[Collected data]
____________

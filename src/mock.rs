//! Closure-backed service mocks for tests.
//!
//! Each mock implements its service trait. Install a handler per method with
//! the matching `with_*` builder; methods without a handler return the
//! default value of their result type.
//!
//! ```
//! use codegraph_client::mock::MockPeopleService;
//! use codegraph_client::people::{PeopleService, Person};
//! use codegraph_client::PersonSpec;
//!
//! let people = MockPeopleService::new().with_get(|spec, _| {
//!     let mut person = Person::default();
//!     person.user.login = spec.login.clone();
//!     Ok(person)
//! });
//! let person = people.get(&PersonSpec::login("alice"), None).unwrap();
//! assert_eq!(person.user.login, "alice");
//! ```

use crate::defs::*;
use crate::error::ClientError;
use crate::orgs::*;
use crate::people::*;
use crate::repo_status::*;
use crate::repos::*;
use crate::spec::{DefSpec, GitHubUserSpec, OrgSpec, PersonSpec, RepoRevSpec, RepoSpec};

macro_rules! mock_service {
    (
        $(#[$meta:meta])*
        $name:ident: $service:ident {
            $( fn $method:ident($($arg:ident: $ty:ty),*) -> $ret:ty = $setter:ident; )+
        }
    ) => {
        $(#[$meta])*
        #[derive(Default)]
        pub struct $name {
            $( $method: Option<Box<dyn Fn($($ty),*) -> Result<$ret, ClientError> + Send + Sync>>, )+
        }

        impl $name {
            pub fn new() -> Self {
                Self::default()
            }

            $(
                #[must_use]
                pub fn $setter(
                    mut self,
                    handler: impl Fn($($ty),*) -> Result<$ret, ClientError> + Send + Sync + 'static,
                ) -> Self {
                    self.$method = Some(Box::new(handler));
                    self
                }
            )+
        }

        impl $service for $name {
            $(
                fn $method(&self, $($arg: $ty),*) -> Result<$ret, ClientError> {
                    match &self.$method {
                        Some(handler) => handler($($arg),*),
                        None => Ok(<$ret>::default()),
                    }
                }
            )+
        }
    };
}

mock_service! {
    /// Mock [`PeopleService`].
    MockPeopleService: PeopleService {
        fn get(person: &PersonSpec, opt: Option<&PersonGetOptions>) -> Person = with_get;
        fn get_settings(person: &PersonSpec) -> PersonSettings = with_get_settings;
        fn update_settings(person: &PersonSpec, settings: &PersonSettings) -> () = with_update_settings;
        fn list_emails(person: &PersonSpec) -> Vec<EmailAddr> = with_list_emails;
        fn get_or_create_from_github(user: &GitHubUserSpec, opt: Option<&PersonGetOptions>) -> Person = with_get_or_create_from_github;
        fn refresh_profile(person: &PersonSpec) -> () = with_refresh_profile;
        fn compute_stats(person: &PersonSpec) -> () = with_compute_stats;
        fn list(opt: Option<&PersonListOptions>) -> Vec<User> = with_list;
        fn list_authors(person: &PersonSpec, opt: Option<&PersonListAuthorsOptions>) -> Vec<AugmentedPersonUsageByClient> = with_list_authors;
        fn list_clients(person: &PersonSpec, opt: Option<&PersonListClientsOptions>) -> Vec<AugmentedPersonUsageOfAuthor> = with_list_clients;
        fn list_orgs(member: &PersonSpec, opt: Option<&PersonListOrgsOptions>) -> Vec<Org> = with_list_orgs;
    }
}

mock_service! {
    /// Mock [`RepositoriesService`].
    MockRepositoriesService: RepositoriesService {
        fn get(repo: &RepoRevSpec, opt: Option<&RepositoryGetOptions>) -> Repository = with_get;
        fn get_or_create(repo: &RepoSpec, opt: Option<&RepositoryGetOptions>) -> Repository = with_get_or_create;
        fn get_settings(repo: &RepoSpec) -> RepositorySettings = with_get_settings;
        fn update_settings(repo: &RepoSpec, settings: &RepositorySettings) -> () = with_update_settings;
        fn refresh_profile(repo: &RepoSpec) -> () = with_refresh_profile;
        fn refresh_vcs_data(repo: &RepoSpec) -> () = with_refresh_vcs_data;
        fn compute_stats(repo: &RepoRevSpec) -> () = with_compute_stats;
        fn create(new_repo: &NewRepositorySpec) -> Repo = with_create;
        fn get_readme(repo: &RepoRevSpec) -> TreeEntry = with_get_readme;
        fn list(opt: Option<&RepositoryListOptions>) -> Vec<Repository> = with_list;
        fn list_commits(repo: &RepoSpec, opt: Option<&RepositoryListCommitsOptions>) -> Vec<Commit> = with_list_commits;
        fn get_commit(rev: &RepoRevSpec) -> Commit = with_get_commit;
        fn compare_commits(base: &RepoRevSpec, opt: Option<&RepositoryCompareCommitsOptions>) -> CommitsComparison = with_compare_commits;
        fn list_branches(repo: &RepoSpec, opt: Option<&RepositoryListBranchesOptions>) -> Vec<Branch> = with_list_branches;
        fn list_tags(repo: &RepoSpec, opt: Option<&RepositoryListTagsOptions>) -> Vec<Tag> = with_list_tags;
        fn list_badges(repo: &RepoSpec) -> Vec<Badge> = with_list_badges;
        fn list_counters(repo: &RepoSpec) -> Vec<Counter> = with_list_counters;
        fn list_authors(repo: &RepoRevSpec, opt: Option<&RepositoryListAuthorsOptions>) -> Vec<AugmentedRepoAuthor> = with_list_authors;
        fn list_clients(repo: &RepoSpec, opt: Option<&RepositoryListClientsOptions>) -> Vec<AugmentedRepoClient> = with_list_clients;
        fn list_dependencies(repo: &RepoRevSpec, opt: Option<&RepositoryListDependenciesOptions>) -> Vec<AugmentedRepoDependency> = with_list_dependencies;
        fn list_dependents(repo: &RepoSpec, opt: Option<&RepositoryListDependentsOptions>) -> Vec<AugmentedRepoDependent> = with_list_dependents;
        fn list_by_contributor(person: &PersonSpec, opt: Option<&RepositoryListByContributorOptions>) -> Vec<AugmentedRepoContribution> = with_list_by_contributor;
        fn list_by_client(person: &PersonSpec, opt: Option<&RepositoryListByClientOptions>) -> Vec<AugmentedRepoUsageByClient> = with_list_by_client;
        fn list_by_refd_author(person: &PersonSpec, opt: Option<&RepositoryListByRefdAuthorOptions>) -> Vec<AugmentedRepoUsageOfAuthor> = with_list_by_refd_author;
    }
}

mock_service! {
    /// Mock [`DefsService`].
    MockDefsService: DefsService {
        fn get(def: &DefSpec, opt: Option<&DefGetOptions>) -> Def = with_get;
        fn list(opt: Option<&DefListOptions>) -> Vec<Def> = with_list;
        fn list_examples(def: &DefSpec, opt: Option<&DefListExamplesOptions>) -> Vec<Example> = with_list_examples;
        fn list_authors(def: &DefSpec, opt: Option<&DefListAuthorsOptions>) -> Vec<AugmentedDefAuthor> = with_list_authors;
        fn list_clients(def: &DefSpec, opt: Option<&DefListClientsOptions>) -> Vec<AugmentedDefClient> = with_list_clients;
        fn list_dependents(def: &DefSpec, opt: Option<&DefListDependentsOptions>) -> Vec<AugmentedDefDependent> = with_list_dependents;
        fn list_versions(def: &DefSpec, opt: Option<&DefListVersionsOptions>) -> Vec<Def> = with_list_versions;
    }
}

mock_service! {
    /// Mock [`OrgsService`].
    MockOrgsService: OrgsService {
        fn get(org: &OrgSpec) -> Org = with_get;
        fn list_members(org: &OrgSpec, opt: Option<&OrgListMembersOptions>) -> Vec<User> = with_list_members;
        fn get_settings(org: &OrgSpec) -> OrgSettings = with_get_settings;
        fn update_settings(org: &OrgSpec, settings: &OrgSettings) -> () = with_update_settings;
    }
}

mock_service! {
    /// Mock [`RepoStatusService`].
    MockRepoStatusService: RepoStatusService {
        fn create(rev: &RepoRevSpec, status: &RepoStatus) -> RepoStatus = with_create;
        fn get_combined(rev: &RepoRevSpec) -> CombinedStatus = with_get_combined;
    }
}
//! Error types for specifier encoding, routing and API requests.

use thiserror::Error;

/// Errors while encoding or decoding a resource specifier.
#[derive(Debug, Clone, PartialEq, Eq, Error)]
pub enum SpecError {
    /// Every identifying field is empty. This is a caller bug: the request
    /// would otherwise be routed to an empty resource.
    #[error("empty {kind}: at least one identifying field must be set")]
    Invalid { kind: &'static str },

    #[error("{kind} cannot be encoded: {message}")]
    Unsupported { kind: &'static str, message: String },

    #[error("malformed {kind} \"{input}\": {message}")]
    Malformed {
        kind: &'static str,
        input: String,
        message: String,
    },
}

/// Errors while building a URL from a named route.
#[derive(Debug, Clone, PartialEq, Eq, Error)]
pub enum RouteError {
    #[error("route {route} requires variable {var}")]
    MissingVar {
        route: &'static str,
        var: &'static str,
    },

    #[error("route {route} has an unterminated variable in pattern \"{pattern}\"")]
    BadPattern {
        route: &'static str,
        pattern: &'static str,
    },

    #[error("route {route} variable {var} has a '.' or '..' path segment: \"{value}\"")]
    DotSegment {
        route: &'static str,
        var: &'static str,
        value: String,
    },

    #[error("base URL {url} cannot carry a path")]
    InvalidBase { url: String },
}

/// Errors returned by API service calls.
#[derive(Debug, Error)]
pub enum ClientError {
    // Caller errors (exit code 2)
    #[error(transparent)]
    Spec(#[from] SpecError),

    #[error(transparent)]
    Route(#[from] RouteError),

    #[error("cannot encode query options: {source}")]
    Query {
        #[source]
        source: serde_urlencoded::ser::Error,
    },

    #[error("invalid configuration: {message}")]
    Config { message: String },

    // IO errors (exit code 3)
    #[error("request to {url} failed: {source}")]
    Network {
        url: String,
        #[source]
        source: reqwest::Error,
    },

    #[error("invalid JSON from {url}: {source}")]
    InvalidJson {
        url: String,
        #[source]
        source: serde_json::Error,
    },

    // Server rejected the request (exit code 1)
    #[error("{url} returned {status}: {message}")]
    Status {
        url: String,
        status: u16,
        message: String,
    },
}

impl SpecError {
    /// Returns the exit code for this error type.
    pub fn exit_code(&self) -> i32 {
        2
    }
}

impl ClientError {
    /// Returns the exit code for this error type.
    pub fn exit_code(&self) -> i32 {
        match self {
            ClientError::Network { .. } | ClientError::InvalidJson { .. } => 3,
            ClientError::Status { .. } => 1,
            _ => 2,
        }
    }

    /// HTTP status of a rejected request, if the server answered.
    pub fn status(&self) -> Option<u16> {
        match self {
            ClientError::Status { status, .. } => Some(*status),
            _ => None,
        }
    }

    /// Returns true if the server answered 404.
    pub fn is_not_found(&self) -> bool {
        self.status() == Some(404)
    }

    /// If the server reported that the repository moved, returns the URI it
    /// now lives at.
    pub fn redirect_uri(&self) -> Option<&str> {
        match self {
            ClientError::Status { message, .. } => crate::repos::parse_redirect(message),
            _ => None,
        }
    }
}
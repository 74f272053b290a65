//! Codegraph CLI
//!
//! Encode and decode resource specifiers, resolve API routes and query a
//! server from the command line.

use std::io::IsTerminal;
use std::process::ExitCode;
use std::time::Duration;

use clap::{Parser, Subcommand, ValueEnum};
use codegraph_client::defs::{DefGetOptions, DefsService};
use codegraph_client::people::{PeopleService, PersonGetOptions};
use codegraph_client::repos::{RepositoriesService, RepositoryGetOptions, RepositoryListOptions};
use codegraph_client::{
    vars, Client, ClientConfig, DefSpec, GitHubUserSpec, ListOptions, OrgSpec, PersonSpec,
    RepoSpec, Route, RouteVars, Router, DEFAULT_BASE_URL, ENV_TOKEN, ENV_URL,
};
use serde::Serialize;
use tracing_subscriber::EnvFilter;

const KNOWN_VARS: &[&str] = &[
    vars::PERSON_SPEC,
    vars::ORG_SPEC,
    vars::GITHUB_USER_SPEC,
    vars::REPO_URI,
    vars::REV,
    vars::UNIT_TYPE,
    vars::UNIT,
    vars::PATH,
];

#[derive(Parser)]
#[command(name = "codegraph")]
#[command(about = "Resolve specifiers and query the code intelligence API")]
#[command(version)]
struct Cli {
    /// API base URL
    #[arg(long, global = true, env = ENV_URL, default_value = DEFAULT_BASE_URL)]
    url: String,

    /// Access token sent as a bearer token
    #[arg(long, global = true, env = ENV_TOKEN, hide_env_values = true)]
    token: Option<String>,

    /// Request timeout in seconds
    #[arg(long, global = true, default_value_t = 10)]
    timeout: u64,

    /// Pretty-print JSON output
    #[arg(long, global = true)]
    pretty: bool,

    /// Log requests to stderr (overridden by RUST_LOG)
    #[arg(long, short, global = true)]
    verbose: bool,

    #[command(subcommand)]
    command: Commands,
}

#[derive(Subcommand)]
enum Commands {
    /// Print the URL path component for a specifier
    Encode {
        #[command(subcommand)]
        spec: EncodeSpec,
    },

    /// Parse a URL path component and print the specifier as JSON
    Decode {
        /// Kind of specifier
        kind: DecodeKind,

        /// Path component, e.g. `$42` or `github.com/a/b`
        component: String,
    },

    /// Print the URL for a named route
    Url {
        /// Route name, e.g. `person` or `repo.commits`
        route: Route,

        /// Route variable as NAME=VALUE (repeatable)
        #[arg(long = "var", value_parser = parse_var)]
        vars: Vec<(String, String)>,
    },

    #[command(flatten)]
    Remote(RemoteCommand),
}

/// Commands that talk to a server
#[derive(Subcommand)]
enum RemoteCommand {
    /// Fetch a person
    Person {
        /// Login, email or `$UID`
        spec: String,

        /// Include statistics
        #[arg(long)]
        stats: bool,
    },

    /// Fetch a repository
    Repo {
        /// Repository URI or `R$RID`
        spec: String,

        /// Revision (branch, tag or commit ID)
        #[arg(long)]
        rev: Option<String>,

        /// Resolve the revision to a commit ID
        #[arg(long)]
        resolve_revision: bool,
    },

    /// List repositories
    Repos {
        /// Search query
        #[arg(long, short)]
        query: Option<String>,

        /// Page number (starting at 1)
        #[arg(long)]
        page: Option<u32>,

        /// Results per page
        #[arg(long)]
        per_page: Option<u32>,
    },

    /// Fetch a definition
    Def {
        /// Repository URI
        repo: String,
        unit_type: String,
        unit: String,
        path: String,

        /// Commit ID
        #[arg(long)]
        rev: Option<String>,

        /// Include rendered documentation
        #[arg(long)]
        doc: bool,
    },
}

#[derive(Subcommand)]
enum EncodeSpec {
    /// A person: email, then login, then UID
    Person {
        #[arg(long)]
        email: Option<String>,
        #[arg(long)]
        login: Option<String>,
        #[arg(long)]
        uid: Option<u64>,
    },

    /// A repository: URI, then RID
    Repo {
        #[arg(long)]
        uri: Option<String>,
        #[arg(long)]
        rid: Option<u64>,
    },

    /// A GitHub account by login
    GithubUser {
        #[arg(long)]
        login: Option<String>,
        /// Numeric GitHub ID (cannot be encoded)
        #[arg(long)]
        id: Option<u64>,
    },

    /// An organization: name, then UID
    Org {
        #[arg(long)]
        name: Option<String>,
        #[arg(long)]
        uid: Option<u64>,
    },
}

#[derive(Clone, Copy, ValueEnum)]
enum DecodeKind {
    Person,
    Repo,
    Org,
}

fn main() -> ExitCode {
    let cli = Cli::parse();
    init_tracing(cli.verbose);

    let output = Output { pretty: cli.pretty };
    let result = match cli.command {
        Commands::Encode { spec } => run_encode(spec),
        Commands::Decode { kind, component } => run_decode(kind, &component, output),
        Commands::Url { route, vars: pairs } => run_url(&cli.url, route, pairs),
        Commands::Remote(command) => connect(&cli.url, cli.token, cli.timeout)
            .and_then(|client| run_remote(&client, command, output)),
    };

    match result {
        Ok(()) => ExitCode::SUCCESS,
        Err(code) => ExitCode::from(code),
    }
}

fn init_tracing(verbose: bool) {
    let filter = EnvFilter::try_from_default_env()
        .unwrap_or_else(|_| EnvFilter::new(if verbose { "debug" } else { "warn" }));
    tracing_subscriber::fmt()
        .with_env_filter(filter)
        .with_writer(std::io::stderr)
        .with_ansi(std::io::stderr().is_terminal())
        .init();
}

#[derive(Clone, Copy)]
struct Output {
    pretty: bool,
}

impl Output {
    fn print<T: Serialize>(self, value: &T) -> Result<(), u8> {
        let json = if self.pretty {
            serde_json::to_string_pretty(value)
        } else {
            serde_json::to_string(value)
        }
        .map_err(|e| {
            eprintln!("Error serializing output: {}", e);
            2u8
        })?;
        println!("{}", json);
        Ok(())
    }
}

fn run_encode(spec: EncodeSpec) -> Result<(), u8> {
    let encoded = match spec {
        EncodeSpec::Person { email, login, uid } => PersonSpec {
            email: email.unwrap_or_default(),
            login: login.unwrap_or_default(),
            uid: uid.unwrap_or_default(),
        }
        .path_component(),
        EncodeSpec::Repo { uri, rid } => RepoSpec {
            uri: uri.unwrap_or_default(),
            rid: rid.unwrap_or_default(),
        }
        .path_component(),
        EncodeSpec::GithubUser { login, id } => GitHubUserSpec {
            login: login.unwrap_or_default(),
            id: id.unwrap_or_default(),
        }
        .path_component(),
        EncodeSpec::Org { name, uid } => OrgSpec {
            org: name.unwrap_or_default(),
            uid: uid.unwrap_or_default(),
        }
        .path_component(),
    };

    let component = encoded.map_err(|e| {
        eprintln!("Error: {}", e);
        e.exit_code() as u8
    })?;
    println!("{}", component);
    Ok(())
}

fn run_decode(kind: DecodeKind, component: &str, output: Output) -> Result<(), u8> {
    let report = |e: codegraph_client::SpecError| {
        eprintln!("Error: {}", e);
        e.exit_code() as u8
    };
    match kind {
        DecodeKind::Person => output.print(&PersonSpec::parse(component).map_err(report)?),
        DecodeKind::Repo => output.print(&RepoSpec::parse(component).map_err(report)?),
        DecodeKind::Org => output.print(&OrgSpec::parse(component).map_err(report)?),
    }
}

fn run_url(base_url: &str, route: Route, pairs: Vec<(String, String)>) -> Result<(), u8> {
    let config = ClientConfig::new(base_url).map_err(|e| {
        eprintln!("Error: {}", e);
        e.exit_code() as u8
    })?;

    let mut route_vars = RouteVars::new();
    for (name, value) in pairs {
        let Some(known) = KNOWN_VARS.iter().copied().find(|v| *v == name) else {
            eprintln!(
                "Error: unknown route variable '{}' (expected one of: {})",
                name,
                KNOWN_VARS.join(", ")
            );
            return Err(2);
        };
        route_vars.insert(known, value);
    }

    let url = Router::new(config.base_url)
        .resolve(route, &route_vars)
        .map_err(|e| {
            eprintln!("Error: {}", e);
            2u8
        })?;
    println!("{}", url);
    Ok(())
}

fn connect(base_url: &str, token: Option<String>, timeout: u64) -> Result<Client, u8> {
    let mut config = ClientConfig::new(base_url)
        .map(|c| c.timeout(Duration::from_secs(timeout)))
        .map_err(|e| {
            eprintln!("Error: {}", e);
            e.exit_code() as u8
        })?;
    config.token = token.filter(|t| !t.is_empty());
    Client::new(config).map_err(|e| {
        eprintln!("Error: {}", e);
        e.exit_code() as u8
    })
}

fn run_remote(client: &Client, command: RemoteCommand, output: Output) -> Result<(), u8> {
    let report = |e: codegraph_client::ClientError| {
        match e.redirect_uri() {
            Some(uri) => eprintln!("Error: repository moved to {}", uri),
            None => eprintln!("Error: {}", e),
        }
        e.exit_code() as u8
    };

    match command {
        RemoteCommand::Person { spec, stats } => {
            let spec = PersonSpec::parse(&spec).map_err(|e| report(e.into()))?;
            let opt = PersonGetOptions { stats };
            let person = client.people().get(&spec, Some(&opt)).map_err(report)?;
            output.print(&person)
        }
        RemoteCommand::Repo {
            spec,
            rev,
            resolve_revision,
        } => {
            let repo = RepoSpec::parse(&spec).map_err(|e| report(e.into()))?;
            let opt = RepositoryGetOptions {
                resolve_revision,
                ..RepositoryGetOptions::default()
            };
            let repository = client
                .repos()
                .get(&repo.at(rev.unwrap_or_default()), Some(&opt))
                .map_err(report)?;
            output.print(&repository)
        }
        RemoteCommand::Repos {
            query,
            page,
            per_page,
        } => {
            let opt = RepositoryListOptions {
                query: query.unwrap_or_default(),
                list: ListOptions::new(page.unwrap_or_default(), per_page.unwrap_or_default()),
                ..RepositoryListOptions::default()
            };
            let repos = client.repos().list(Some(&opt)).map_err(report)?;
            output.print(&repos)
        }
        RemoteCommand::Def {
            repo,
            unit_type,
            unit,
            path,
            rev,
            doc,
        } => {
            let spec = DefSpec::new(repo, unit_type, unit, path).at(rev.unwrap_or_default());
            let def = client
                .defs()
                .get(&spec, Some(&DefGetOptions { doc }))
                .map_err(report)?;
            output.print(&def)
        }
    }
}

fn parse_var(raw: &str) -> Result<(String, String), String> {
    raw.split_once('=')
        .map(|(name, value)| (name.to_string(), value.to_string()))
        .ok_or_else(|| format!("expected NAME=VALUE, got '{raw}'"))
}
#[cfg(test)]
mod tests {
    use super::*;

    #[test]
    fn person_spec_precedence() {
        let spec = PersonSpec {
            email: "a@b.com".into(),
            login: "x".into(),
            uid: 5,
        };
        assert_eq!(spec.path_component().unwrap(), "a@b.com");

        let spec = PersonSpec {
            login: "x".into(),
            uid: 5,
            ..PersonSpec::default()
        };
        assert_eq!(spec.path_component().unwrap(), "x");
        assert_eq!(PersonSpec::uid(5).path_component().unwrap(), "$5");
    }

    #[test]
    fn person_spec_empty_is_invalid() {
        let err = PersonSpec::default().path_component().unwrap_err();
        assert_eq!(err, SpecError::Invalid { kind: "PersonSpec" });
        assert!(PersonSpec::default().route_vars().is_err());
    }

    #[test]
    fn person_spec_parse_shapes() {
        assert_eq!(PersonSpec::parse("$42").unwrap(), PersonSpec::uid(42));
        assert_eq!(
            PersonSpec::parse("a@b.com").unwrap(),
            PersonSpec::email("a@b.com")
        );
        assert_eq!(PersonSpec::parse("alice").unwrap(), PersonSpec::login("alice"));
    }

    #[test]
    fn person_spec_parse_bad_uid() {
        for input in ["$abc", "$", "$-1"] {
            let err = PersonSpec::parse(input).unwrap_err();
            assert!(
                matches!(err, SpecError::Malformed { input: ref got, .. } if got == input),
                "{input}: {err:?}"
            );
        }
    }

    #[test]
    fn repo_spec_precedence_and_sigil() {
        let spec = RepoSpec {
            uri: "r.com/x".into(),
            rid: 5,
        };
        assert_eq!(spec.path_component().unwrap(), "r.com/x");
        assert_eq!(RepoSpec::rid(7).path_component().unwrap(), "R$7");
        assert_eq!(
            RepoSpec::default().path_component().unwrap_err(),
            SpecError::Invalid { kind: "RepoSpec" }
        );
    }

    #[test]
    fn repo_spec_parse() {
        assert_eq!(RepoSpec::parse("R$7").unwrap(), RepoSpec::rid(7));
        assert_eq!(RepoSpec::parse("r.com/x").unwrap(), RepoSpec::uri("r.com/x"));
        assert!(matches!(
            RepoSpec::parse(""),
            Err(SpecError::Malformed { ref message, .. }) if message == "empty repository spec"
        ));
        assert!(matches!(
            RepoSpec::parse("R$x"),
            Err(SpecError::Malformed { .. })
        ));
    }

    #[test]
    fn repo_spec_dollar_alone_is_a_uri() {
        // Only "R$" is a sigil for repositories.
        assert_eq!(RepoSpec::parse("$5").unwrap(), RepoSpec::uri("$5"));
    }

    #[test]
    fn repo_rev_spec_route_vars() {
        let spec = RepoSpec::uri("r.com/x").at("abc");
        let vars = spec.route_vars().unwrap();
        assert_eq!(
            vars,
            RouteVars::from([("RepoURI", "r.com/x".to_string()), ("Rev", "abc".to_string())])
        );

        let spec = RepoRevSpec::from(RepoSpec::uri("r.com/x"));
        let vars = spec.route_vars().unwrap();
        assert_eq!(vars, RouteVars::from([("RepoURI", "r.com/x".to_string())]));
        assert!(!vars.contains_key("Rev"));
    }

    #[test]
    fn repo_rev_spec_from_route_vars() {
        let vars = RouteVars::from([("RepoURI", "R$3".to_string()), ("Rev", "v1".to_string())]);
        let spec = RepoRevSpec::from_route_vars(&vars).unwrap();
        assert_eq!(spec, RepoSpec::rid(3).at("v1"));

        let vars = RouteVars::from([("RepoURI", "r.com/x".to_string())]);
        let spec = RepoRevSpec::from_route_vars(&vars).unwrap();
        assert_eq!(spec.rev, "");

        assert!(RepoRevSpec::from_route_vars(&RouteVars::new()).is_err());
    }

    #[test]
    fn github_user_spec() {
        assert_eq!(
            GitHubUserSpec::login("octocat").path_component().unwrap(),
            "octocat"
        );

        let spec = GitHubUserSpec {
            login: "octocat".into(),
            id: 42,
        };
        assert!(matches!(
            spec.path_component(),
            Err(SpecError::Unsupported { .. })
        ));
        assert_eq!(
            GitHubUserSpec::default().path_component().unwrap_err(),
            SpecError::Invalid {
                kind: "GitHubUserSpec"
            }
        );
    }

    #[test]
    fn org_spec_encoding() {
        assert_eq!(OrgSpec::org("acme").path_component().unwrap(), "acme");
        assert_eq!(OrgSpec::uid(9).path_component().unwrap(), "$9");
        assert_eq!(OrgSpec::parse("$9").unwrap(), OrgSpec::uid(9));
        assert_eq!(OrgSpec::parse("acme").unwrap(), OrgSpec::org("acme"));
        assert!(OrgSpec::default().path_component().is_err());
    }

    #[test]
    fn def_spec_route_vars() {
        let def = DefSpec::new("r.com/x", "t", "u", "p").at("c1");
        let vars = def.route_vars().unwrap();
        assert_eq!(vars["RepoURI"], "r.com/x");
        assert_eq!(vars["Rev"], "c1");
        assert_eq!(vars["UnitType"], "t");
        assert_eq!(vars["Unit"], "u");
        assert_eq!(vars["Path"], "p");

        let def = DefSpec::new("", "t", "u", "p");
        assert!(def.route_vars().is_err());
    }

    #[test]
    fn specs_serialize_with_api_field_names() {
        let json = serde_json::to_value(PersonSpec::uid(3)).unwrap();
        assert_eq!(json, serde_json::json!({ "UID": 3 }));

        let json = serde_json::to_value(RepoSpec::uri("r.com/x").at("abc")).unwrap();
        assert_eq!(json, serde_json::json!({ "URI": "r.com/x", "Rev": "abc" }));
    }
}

____________

AIM OF THE TASK | Please return a copy of each line in the entries that has the string "Include".

TASK ANSWER |
        /// Include statistics
        /// Include rendered documentation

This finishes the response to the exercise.